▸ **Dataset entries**
-=-=-

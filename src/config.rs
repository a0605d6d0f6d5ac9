//! Service configuration read from `BLENDRANK_*` environment variables

use crate::error::{invalid_config, BlendResult};
use crate::trainer::{TrainerConfig, DEFAULT_EPOCHS, DEFAULT_LEARNING_RATE, DEFAULT_SEED};
use std::str::FromStr;

pub const DEFAULT_PORT: u16 = 8081;
pub const DEFAULT_DATASET: &str = "data/blendrank.json";
pub const DEFAULT_BLEND_WEIGHT: f64 = 0.5;
pub const DEFAULT_DAMPING: f64 = 5.0;

#[derive(Debug, Clone, PartialEq)]
pub struct ServiceConfig {
    pub port: u16,
    pub dataset_path: String,
    pub blend_weight: f64,
    /// Component names for the linear blend; default to the dataset's first two
    pub left: Option<String>,
    pub right: Option<String>,
    pub trainer: TrainerConfig,
    pub damping: f64,
}

impl Default for ServiceConfig {
    fn default() -> Self {
        Self {
            port: DEFAULT_PORT,
            dataset_path: DEFAULT_DATASET.to_string(),
            blend_weight: DEFAULT_BLEND_WEIGHT,
            left: None,
            right: None,
            trainer: TrainerConfig::default(),
            damping: DEFAULT_DAMPING,
        }
    }
}

impl ServiceConfig {
    pub fn from_env() -> BlendResult<Self> {
        Self::from_lookup(|key| std::env::var(key).ok())
    }

    /// Parse from an arbitrary key lookup. Unset keys take defaults; set but
    /// malformed values are errors.
    pub fn from_lookup<F>(lookup: F) -> BlendResult<Self>
    where
        F: Fn(&str) -> Option<String>,
    {
        let port = parse_or(&lookup, "BLENDRANK_PORT", DEFAULT_PORT)?;
        let dataset_path =
            lookup("BLENDRANK_DATASET").unwrap_or_else(|| DEFAULT_DATASET.to_string());

        let blend_weight = parse_or(&lookup, "BLENDRANK_BLEND_WEIGHT", DEFAULT_BLEND_WEIGHT)?;
        if !(0.0..=1.0).contains(&blend_weight) {
            return Err(invalid_config(format!(
                "BLENDRANK_BLEND_WEIGHT={} out of range [0, 1]",
                blend_weight
            )));
        }

        let learning_rate =
            parse_or(&lookup, "BLENDRANK_LEARNING_RATE", DEFAULT_LEARNING_RATE)?;
        let epochs: i64 = parse_or(&lookup, "BLENDRANK_EPOCHS", DEFAULT_EPOCHS as i64)?;
        let seed = parse_or(&lookup, "BLENDRANK_SEED", DEFAULT_SEED)?;
        let trainer = TrainerConfig::validated(learning_rate, epochs, seed)?;

        let damping: f64 = parse_or(&lookup, "BLENDRANK_DAMPING", DEFAULT_DAMPING)?;
        if !damping.is_finite() || damping < 0.0 {
            return Err(invalid_config(format!(
                "BLENDRANK_DAMPING={} must be finite and non-negative",
                damping
            )));
        }

        Ok(Self {
            port,
            dataset_path,
            blend_weight,
            left: lookup("BLENDRANK_LEFT"),
            right: lookup("BLENDRANK_RIGHT"),
            trainer,
            damping,
        })
    }
}

fn parse_or<F, T>(lookup: &F, key: &str, default: T) -> BlendResult<T>
where
    F: Fn(&str) -> Option<String>,
    T: FromStr,
{
    match lookup(key) {
        None => Ok(default),
        Some(raw) => raw
            .trim()
            .parse()
            .map_err(|_| invalid_config(format!("{}={:?} is not a valid value", key, raw))),
    }
}

#[cfg(test)]
mod tests {
    use super::*;
    use crate::error::BlendError;
    use std::collections::HashMap;

    fn lookup_from(pairs: &[(&str, &str)]) -> impl Fn(&str) -> Option<String> {
        let map: HashMap<String, String> = pairs
            .iter()
            .map(|(k, v)| (k.to_string(), v.to_string()))
            .collect();
        move |key| map.get(key).cloned()
    }

    #[test]
    fn test_defaults() {
        let config = ServiceConfig::from_lookup(|_| None).unwrap();
        assert_eq!(config, ServiceConfig::default());
        assert_eq!(config.trainer.epochs, 100);
    }

    #[test]
    fn test_overrides() {
        let config = ServiceConfig::from_lookup(lookup_from(&[
            ("BLENDRANK_PORT", "9000"),
            ("BLENDRANK_BLEND_WEIGHT", "0.2"),
            ("BLENDRANK_EPOCHS", "0"),
            ("BLENDRANK_SEED", "11"),
            ("BLENDRANK_LEFT", "item-item"),
        ]))
        .unwrap();
        assert_eq!(config.port, 9000);
        assert_eq!(config.blend_weight, 0.2);
        assert_eq!(config.trainer.epochs, 0);
        assert_eq!(config.trainer.seed, 11);
        assert_eq!(config.left.as_deref(), Some("item-item"));
        assert_eq!(config.right, None);
    }

    #[test]
    fn test_rejects_bad_values() {
        for pairs in [
            [("BLENDRANK_EPOCHS", "-3")],
            [("BLENDRANK_BLEND_WEIGHT", "1.5")],
            [("BLENDRANK_LEARNING_RATE", "fast")],
            [("BLENDRANK_DAMPING", "-1")],
        ] {
            let res = ServiceConfig::from_lookup(lookup_from(&pairs));
            assert!(matches!(res, Err(BlendError::InvalidConfig(_))), "{:?}", pairs);
        }
    }
}
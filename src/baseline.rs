//! Baseline collaborators: the additive bias model and per-item rating counts

use crate::types::{ItemId, Rating, UserId};
use std::collections::HashMap;
use tracing::debug;

/// Baseline predictor decomposed into global, per-user and per-item terms.
///
/// Implementations must answer for any id; unknown ids should return `0.0`.
pub trait BiasModel: Send + Sync {
    fn intercept(&self) -> f64;
    fn user_bias(&self, user: UserId) -> f64;
    fn item_bias(&self, item: ItemId) -> f64;

    /// `intercept + user_bias(user) + item_bias(item)`
    fn bias(&self, user: UserId, item: ItemId) -> f64 {
        self.intercept() + self.user_bias(user) + self.item_bias(item)
    }
}

/// Popularity source for the logistic blend
pub trait RatingSummary: Send + Sync {
    fn item_rating_count(&self, item: ItemId) -> u64;
}

/// In-memory bias model with damped-mean fitting
#[derive(Debug, Clone, Default)]
pub struct MeanBiasModel {
    intercept: f64,
    user_biases: HashMap<UserId, f64>,
    item_biases: HashMap<ItemId, f64>,
}

impl MeanBiasModel {
    pub fn new(
        intercept: f64,
        user_biases: HashMap<UserId, f64>,
        item_biases: HashMap<ItemId, f64>,
    ) -> Self {
        Self {
            intercept,
            user_biases,
            item_biases,
        }
    }

    /// Constant baseline with no per-user or per-item terms
    pub fn constant(intercept: f64) -> Self {
        Self::new(intercept, HashMap::new(), HashMap::new())
    }

    /// Fit global mean, then item biases, then user biases on the item-adjusted residuals.
    /// `damping` pulls sparse users/items toward zero; negative or NaN damping counts as 0.
    pub fn fit(ratings: &[Rating], damping: f64) -> Self {
        let intercept = global_mean(ratings);
        let item_biases = damped_means(
            ratings.iter().map(|r| (r.item, r.value - intercept)),
            damping,
        );
        let user_biases = damped_means(
            ratings.iter().map(|r| {
                let item_bias = item_biases.get(&r.item).copied().unwrap_or(0.0);
                (r.user, r.value - intercept - item_bias)
            }),
            damping,
        );

        debug!(
            "Fitted bias model: intercept={:.4}, {} users, {} items",
            intercept,
            user_biases.len(),
            item_biases.len()
        );

        Self::new(intercept, user_biases, item_biases)
    }

    /// Global mean plus user offsets; item biases are all zero
    pub fn fit_user_only(ratings: &[Rating], damping: f64) -> Self {
        let intercept = global_mean(ratings);
        let user_biases = damped_means(
            ratings.iter().map(|r| (r.user, r.value - intercept)),
            damping,
        );

        debug!(
            "Fitted user bias model: intercept={:.4}, {} users",
            intercept,
            user_biases.len()
        );

        Self::new(intercept, user_biases, HashMap::new())
    }
}

impl BiasModel for MeanBiasModel {
    fn intercept(&self) -> f64 {
        self.intercept
    }

    fn user_bias(&self, user: UserId) -> f64 {
        self.user_biases.get(&user).copied().unwrap_or(0.0)
    }

    fn item_bias(&self, item: ItemId) -> f64 {
        self.item_biases.get(&item).copied().unwrap_or(0.0)
    }
}

fn global_mean(ratings: &[Rating]) -> f64 {
    if ratings.is_empty() {
        return 0.0;
    }
    ratings.iter().map(|r| r.value).sum::<f64>() / ratings.len() as f64
}

fn damped_means(residuals: impl Iterator<Item = (i64, f64)>, damping: f64) -> HashMap<i64, f64> {
    let damping = damping.max(0.0);
    let mut acc: HashMap<i64, (f64, u64)> = HashMap::new();
    for (key, residual) in residuals {
        let entry = acc.entry(key).or_insert((0.0, 0));
        entry.0 += residual;
        entry.1 += 1;
    }

    acc.into_iter()
        .map(|(key, (sum, count))| (key, sum / (count as f64 + damping)))
        .collect()
}

/// Number of ratings each item has received
#[derive(Debug, Clone, Default)]
pub struct RatingCounts {
    counts: HashMap<ItemId, u64>,
}

impl RatingCounts {
    pub fn from_ratings(ratings: &[Rating]) -> Self {
        let mut counts = HashMap::new();
        for r in ratings {
            *counts.entry(r.item).or_insert(0) += 1;
        }
        Self { counts }
    }

    pub fn from_counts(counts: HashMap<ItemId, u64>) -> Self {
        Self { counts }
    }

    pub fn item_count(&self) -> usize {
        self.counts.len()
    }
}

impl RatingSummary for RatingCounts {
    fn item_rating_count(&self, item: ItemId) -> u64 {
        self.counts.get(&item).copied().unwrap_or(0)
    }
}
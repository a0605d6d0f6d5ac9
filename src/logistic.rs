//! Logistic blend model

use serde::Serialize;

/// Logistic link, stable for large |x|
pub fn sigmoid(x: f64) -> f64 {
    if x >= 0.0 {
        1.0 / (1.0 + (-x).exp())
    } else {
        let e = x.exp();
        e / (1.0 + e)
    }
}

/// `ln(1 + e^{-m})` for margin `m = y * z`, without overflow
pub(crate) fn log_loss(margin: f64) -> f64 {
    if margin >= 0.0 {
        (-margin).exp().ln_1p()
    } else {
        -margin + margin.exp().ln_1p()
    }
}

/// Immutable intercept + coefficient vector; coefficient `k` multiplies feature `k`
#[derive(Debug, Clone, PartialEq, Serialize)]
pub struct LogisticModel {
    intercept: f64,
    coefficients: Vec<f64>,
}

impl LogisticModel {
    pub fn new(intercept: f64, coefficients: Vec<f64>) -> Self {
        Self {
            intercept,
            coefficients,
        }
    }

    /// All-zero model; predicts 0.5 everywhere
    pub fn zeros(dimension: usize) -> Self {
        Self::new(0.0, vec![0.0; dimension])
    }

    pub fn intercept(&self) -> f64 {
        self.intercept
    }

    pub fn coefficients(&self) -> &[f64] {
        &self.coefficients
    }

    pub fn dimension(&self) -> usize {
        self.coefficients.len()
    }

    /// `intercept + dot(coefficients, features)`
    pub fn linear_predictor(&self, features: &[f64]) -> f64 {
        self.intercept
            + self
                .coefficients
                .iter()
                .zip(features)
                .map(|(c, x)| c * x)
                .sum::<f64>()
    }

    pub fn predict(&self, features: &[f64]) -> f64 {
        sigmoid(self.linear_predictor(features))
    }
}
//! Error type for construction and training failures

use thiserror::Error;

#[derive(Error, Debug, Clone, PartialEq)]
pub enum BlendError {
    #[error("Invalid configuration: {0}")]
    InvalidConfig(String),

    #[error("Feature shape mismatch: model has {actual} coefficients, features have {expected}")]
    FeatureShape { expected: usize, actual: usize },

    #[error("Dataset error: {0}")]
    Dataset(String),
}

pub type BlendResult<T> = std::result::Result<T, BlendError>;

pub fn invalid_config(msg: impl Into<String>) -> BlendError {
    BlendError::InvalidConfig(msg.into())
}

-=-=-

▸ **What needs to be done**
How many of the lines above hold "Send"? Answer with only the number.

▸ **Your solution**
2